My first experience with Godin guitars was in the late seventies when a sales representative of the company came to me to show his Canadian made Norman guitars. I felt that they were well made, played well and were a good value so I took on the line and sold them for a number of years.

Then, we stopped seeing our sales representative, and due to changes in the rate of currency exchange we stopped ordering the instruments.

About ten years ago a guitar player and collector stopped at Friendly River on his way home to Canada after attending a disappointing guitar show. We had a great visit and he revealed that he built guitars in Canada and thought they might do well in out shop.  

A few weeks later Tim Dion arrived at my door with a van filled with cool guitars.

Tim has become a great friend over the years. Early on he helped me out with the Ossippee Valley Bluegrass Festival for three days.  Tim is a great player and despite his duties with as a district sales manager still maintains a highly active performing schedule.

A couple of years ago I encouraged Tim to apply as sales representative for Orange Amplifiers. They are an excellent complement to Godin guitars and Tim has provided Friendly River and Orange with outstanding service and expertise. Tim is also fun to hang out with.

A few years ago, our school department  needed an acoustic guitar that just wasn’t in the budget. Tim had our friends at Godin donate not one, but two great instruments at no charge. Those guitars are played constantly by teachers and students and seem to sound better all the time. It is of no surprise that they still play fantastically!

Robert Godin began selling and repairing guitars in a music store in Montreal at the age of fifteen. In 1968 he set up his own custom guitar shop. In 1972 started building Norman guitars. When I was selling Norman guitars, I had never heard of Robert Godin. I asked Tim Dion about where the name Norman guitars came from and he replied ”When Robert Godin owned a music store in Montreal, he took a hunting trip to southern Quebec around the village of LaPatrie. During this trip, he came across a factory where they made wooden window frames, and the owner of the business also built guitars that were of a very high quality. Robert was very interested in these and began to think about making guitars rather than just selling them.  He then sold his store and went into business with the man he met. The rest is history....the owner of the factory's name was...Norman Boucher. The early guitars that were built there bear his name, and the legend lives on!”   Thanks Tim!

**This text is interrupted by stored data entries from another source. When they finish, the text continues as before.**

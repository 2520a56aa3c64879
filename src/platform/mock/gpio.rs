//! Mock GPIO pin for testing

use crate::platform::{
    error::{GpioError, PlatformError},
    traits::{GpioInterface, GpioMode},
    Result,
};
use std::vec::Vec;

/// Mock GPIO pin
///
/// Keeps every level it was driven to, so tests can check both the final
/// indicator state and how often it was touched.
#[derive(Debug)]
pub struct MockGpio {
    mode: GpioMode,
    level: bool,
    history: Vec<bool>,
}

impl MockGpio {
    /// Output pin, initially low
    pub fn new_output() -> Self {
        Self::with_mode(GpioMode::OutputPushPull)
    }

    /// Floating input pin
    pub fn new_input() -> Self {
        Self::with_mode(GpioMode::Input)
    }

    fn with_mode(mode: GpioMode) -> Self {
        Self {
            mode,
            level: false,
            history: Vec::new(),
        }
    }

    /// Number of successful writes
    pub fn write_count(&self) -> usize {
        self.history.len()
    }

    /// Levels written so far, oldest first
    pub fn history(&self) -> &[bool] {
        &self.history
    }

    fn drive(&mut self, level: bool) -> Result<()> {
        if self.mode != GpioMode::OutputPushPull {
            return Err(PlatformError::Gpio(GpioError::InvalidMode));
        }
        self.level = level;
        self.history.push(level);
        Ok(())
    }
}

impl GpioInterface for MockGpio {
    fn set_high(&mut self) -> Result<()> {
        self.drive(true)
    }

    fn set_low(&mut self) -> Result<()> {
        self.drive(false)
    }

    fn read(&self) -> bool {
        self.level
    }

    fn set_mode(&mut self, mode: GpioMode) -> Result<()> {
        self.mode = mode;
        Ok(())
    }

    fn mode(&self) -> GpioMode {
        self.mode
    }
}

#[cfg(test)]
mod tests {
    use super::*;

    #[test]
    fn test_output_records_levels() {
        let mut gpio = MockGpio::new_output();
        assert!(!gpio.read());

        gpio.set_high().unwrap();
        gpio.set_low().unwrap();
        gpio.set_high().unwrap();

        assert!(gpio.read());
        assert_eq!(gpio.history(), &[true, false, true]);
        assert_eq!(gpio.write_count(), 3);
    }

    #[test]
    fn test_input_rejects_writes() {
        let mut gpio = MockGpio::new_input();
        assert_eq!(
            gpio.set_high(),
            Err(PlatformError::Gpio(GpioError::InvalidMode))
        );
        assert_eq!(gpio.write_count(), 0);

        gpio.set_mode(GpioMode::OutputPushPull).unwrap();
        assert!(gpio.set_low().is_ok());
    }
}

The Godin Company builds guitars in Canada and Maine under the names, Art and Lutherie, Norman, Seagull for their steel strings, and La Patrie for their classical guitars. Their electrics are simply Godin. 

Their electric guitars are just great. They are priced starting from the entry level range, but build no entry level instruments. Everything about them is professional. They cut corners nowhere!  They look sharp and have many distinctive and unique features. They are easy to work on and parts are readily available. At one point I approached them about building a run of stripped down guitars same quality with one pick up and fixed bridge that would be at a price point that could compete with anything coming out of Asia. They explained that it was difficult enough for them to keep up production of current models. That is very understandable as they already struggle to keep up with the demand for their outstanding instruments. Godin also builds fine mandolins, basses and even an eleven string, fretless Glissentar that is similar to an oud.